Em Honduras, manifestantes carregam cartazes com ironias sobre o presidente Luiz Inácio Lula da Silva nas passeatas pró-governo de facto e gritam palavras de ordem contra o governo brasileiro. Uma parte considerável da população também concorda com as críticas do governo de facto sobre a "interferência do Brasil nas eleições ". "Imagine se Honduras pedisse ao Brasil para adiar ou não realizar eleições", disse Waleska Zelaya, chefe do cerimonial do Supremo Tribunal Eleitoral, que, apesar do nome, não é parente do líder deposto.

 

Tribunal internacional

 

O presidente deposto de Honduras, Manuel Zelaya, pediu que a ONU e a OEA formem um Tribunal Internacional para tratar os casos de perseguição política contra ele e contra membros de seu governo. "A este tribunal os membros de meu governo e eu mesmo seríamos os primeiros a submeter-nos, para que se investigue e julgue com o rigor e a imparcialidade necessária as ações que se apresentaram contra nós como um mecanismo de perseguição política", expressa Zelaya em carta ao secretário-geral das Nações Unidas, Ban-Ki Moon, e ao da OEA, José Miguel Insulza.

 

Mediante esse processo ficaria "plenamente credenciado que não cometemos crime algum de caráter internacional ou contra o povo de Honduras", acrescenta a carta. "Mas também queremos que ao mesmo sejam submetidos todos os máximos responsáveis do regime golpista e seus patrocinadores.", ressalta.

 

Zelaya expõe em sua extensa carta a forma violenta em que foi derrubado e enviado à Costa Rica o 28 de junho passado.

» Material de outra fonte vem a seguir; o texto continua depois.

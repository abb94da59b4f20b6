// Subprocess runner
//
// Every external tool goes through here. Commands are handed to a shell
// because the engine composes pipelines (`dd ... | xxd -ps`), and each
// invocation is captured whole into an `ExecRecord`: stdout, stderr,
// return code and wall-clock bracket. Failures to spawn or decode are
// reported in-record, never thrown; the runner does not retry.

use std::process::Stdio;
use std::time::Duration;

use log::debug;
use tokio::io::{AsyncBufReadExt, AsyncReadExt, BufReader};
use tokio::process::Command;

use crate::records::{epoch_now, ExecRecord};

/// Run a command line through the shell and capture its full output.
pub async fn run(command: &str) -> ExecRecord {
    execute(command, false, None).await
}

/// Run a command line, feeding each stderr line to `on_line` while the
/// process is alive. Long-running tools (`shred`, `badblocks`) report
/// progress on stderr; streaming lets the caller observe it without
/// waiting for exit. The consumed lines are still collected into the
/// record's stderr.
pub async fn run_streaming<F>(command: &str, mut on_line: F) -> ExecRecord
where
    F: FnMut(&str),
{
    execute(command, false, Some(&mut on_line)).await
}

/// Run a command line with an upper bound on its wall-clock time. On
/// expiry the child is killed and a failed record is returned with the
/// reason in stderr. Used for the probe commands, which must answer
/// quickly or not at all.
pub async fn run_with_timeout(command: &str, limit: Duration) -> ExecRecord {
    let mut record = ExecRecord::new(command);
    match tokio::time::timeout(limit, collect(command, true, &mut record, None)).await {
        Ok(()) => {}
        Err(_) => {
            record.stderr = Some(format!(
                "command timed out after {} seconds",
                limit.as_secs()
            ));
            record.success = false;
            record.end_time = Some(epoch_now());
        }
    }
    record
}

async fn execute(
    command: &str,
    kill_on_drop: bool,
    on_stderr_line: Option<&mut dyn FnMut(&str)>,
) -> ExecRecord {
    let mut record = ExecRecord::new(command);
    collect(command, kill_on_drop, &mut record, on_stderr_line).await;
    record
}

/// Spawn the shell, drain both pipes concurrently and finalize `record`.
/// Reading the pipes together avoids a stall when one of them fills the
/// kernel buffer while the other is still open.
async fn collect(
    command: &str,
    kill_on_drop: bool,
    record: &mut ExecRecord,
    on_stderr_line: Option<&mut dyn FnMut(&str)>,
) {
    debug!("running command: `{command}`");

    let spawned = Command::new("sh")
        .arg("-c")
        .arg(command)
        .stdin(Stdio::null())
        .stdout(Stdio::piped())
        .stderr(Stdio::piped())
        .kill_on_drop(kill_on_drop)
        .spawn();

    let mut child = match spawned {
        Ok(child) => child,
        Err(err) => {
            record.stderr = Some(format!("failed to spawn command: {err}"));
            record.success = false;
            record.end_time = Some(epoch_now());
            return;
        }
    };

    let stdout = child.stdout.take();
    let stderr = child.stderr.take();

    let stdout_fut = async {
        let mut buf = Vec::new();
        if let Some(mut pipe) = stdout {
            let _ = pipe.read_to_end(&mut buf).await;
        }
        buf
    };

    let stderr_fut = async {
        match (stderr, on_stderr_line) {
            (Some(pipe), Some(on_line)) => {
                // Line-by-line so the caller sees progress as it happens.
                let mut lines = BufReader::new(pipe).lines();
                let mut collected = Vec::new();
                while let Ok(Some(line)) = lines.next_line().await {
                    on_line(&line);
                    collected.push(line);
                }
                collected.join("\n").into_bytes()
            }
            (Some(mut pipe), None) => {
                let mut buf = Vec::new();
                let _ = pipe.read_to_end(&mut buf).await;
                buf
            }
            (None, _) => Vec::new(),
        }
    };

    let (out_bytes, err_bytes) = tokio::join!(stdout_fut, stderr_fut);

    let status = child.wait().await;
    record.end_time = Some(epoch_now());

    let mut decode_failed = false;
    record.stdout = Some(decode_output(out_bytes, &mut decode_failed));
    if record.stderr.is_none() {
        record.stderr = Some(decode_output(err_bytes, &mut decode_failed));
    }
    if decode_failed {
        let note = "command produced non-UTF-8 output";
        record.stderr = match record.stderr.take() {
            Some(text) if !text.is_empty() => Some(format!("{text}\n{note}")),
            _ => Some(note.to_string()),
        };
    }

    match status {
        Ok(status) => {
            record.return_code = status.code();
            record.success = status.success() && !decode_failed;
            if record.return_code.is_none() && record.stderr.as_deref() == Some("") {
                record.stderr = Some("process terminated by signal".to_string());
            }
        }
        Err(err) => {
            record.stderr = Some(format!("failed to collect command status: {err}"));
            record.success = false;
        }
    }
}

/// Decode captured bytes as UTF-8 with trailing whitespace trimmed. A
/// non-UTF-8 stream marks the whole command failed; the bytes are kept
/// lossily so the record still carries evidence.
fn decode_output(bytes: Vec<u8>, decode_failed: &mut bool) -> String {
    match String::from_utf8(bytes) {
        Ok(text) => text.trim_end().to_string(),
        Err(err) => {
            *decode_failed = true;
            String::from_utf8_lossy(err.as_bytes())
                .trim_end()
                .to_string()
        }
    }
}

O deposto presidente solicita o Tribunal Internacional "Ad Hoc" para que conheça as acusações contra si e os membros de seu governo e a resistência popular que exige sua restituição, "por defender a democracia e se opor ao golpe de Estado". Na opinião de Zelaya, "o que está em jogo não é só a democracia em Honduras", mas também "a democracia em toda América Latina".

 

"As forças mais reacionárias do continente contribuem para sustentar este regime golpista, prontos para abortar outros processos democráticos", adverte Zelaya, que também enviou outras duas cartas à Organização dos Estados Americanos (OEA) nas quais notifica que se "rescinde" o Acordo Tegucigalpa-San José e critica a "ambiguidade" dos Estados Unidos sobre o golpe de Estado.